▶ [Material supplied]:

struct Runtime {
    window: Window,
    elements: PageElements,
    controller: PageController,
    images: Option<IntersectionObserver>,
}

impl Runtime {
    fn now(&self) -> core::time::Duration {
        host_time(
            self.window
                .performance()
                .map(|performance| performance.now())
                .unwrap_or(0.0),
        )
    }

    fn apply(&self, effects: &Effects) {
        if !effects.is_empty() {
            self.elements
                .apply(&self.window, effects, self.images.as_ref());
        }
    }
}

/// Run `f` against the runtime and apply what it returns. Events that
/// arrive after teardown, or while another handler holds the runtime, are
/// dropped.
fn dispatch(runtime: &Weak<RefCell<Runtime>>, f: impl FnOnce(&mut Runtime) -> Effects) {
    let Some(runtime) = runtime.upgrade() else {
        return;
    };
    let Ok(mut runtime) = runtime.try_borrow_mut() else {
        tracing::trace!("re-entrant event dropped");
        return;
    };
    let effects = f(&mut *runtime);
    runtime.apply(&effects);
}

/// Browser page behavior controller.
///
/// Construct with an optional options object, then call `start()` once the
/// document is parsed. `destroy()` removes every listener, observer and the
/// frame loop.
#[wasm_bindgen]
pub struct FolioWeb {
    config: PageConfig,
    runtime: Option<Rc<RefCell<Runtime>>>,
    listeners: Vec<EventListener>,
    observers: Vec<IntersectionObserver>,
    observer_callbacks: Vec<ObserverCallback>,
    frame_loop: Option<FrameLoop>,
}

#[wasm_bindgen]
impl FolioWeb {
    /// Create a controller. `options` is a plain object whose fields mirror
    /// the Rust `PageConfig`; missing fields keep their defaults.
    #[wasm_bindgen(constructor)]
    pub fn new(options: Option<JsValue>) -> Result<FolioWeb, JsValue> {
        let json = match options {
            Some(value) if !value.is_undefined() && !value.is_null() => Some(
                js_sys::JSON::stringify(&value)?
                    .as_string()
                    .unwrap_or_default(),
            ),
            _ => None,
        };
        let config = parse_options(json.as_deref()).map_err(to_js)?;
        Ok(Self {
            config,
            runtime: None,
            listeners: Vec::new(),
            observers: Vec::new(),
            observer_callbacks: Vec::new(),
            frame_loop: None,
        })
    }

    /// Discover the page, apply the startup state and attach every enabled
    /// behavior. Missing elements disable only their own feature.
    pub fn start(&mut self) -> Result<(), JsValue> {
        if self.runtime.is_some() {
            return Err(to_js(folio_core::PageError::AlreadyStarted));
        }
        console::init(log_level(&self.config).map_err(to_js)?);
        if let Ok(json) = effective_options(&self.config) {
            tracing::debug!(options = %json, "starting page controller");
        }

        let window = web_sys::window().ok_or_else(|| JsValue::from_str("no window"))?;
        let document = window
            .document()
            .ok_or_else(|| JsValue::from_str("no document"))?;
        let elements = PageElements::discover(document, &self.config)?;

        let store: Box<dyn PreferenceStore> = match LocalStorage::open(&window) {
            Ok(storage) => Box::new(storage),
            Err(err) => {
                tracing::warn!(error = %err, "theme preference kept in memory");
                Box::new(MemoryStore::new())
            }
        };
        let mut controller = PageController::new(self.config.clone(), store)
            .with_section_layout(elements.section_layout());
        let manifest = elements.manifest();
        let snapshot = elements.scroll_snapshot(&window);
        let now = host_time(
            window
                .performance()
                .map(|performance| performance.now())
                .unwrap_or(0.0),
        );
        let (report, effects) = controller.init(manifest, snapshot, now).map_err(to_js)?;
        for absent in &report.absent {
            tracing::info!(%absent, "feature skipped");
        }

        let runtime = Rc::new(RefCell::new(Runtime {
            window,
            elements,
            controller,
            images: None,
        }));
        runtime.borrow().apply(&effects);
        self.runtime = Some(Rc::clone(&runtime));

        if let Err(err) = self.attach(&runtime, report.enabled) {
            tracing::error!(error = %js_error_string(&err), "attaching behaviors failed");
            self.destroy();
            return Err(err);
        }
        tracing::debug!(listeners = self.listeners.len(), "behaviors attached");
        Ok(())
    }

    /// Flip between dark and light. Returns the new theme name.
    #[wasm_bindgen(js_name = toggleTheme)]
    pub fn toggle_theme(&mut self) -> String {
        if let Some(runtime) = &self.runtime {
            dispatch(&Rc::downgrade(runtime), |rt| rt.controller.toggle_theme());
        }
        self.theme()
    }

    /// Current theme name (`"dark"` or `"light"`).
    pub fn theme(&self) -> String {
        self.runtime
            .as_ref()
            .and_then(|runtime| {
                runtime
                    .try_borrow()
                    .ok()
                    .map(|rt| rt.controller.theme().as_str().to_string())
            })
            .unwrap_or_else(|| self.config.default_theme.as_str().to_string())
    }

    /// The effective options, defaults filled in, as a JSON string.
    pub fn options(&self) -> Result<String, JsValue> {
        effective_options(&self.config).map_err(to_js)
    }

    /// Names of the features that are running.
    #[wasm_bindgen(js_name = enabledFeatures)]
    pub fn enabled_features(&self) -> js_sys::Array {
        let enabled = self
            .runtime
            .as_ref()
            .and_then(|runtime| runtime.try_borrow().ok().map(|rt| rt.controller.enabled()))
            .unwrap_or_else(FeatureSet::empty);
        enabled
            .iter()
            .map(|feature| JsValue::from_str(feature.name()))
            .collect()
    }

    /// Remove every listener and observer and stop the frame loop.
    /// Calling it twice is harmless.
    pub fn destroy(&mut self) {
        self.frame_loop = None;
        self.listeners.clear();
        for observer in self.observers.drain(..) {
            observer.disconnect();
        }
        self.observer_callbacks.clear();
        if let Some(runtime) = self.runtime.take() {
            match runtime.try_borrow_mut() {
                Ok(mut rt) => {
                    rt.images = None;
                    rt.controller.teardown();
                }
                Err(_) => tracing::warn!("destroy called from inside a handler"),
            }
        }
    }
}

▶ [Exercise]:
For every line of the entries above that holds "dropped", add one to a tally, and report only the final count.

▶ [Output]:
2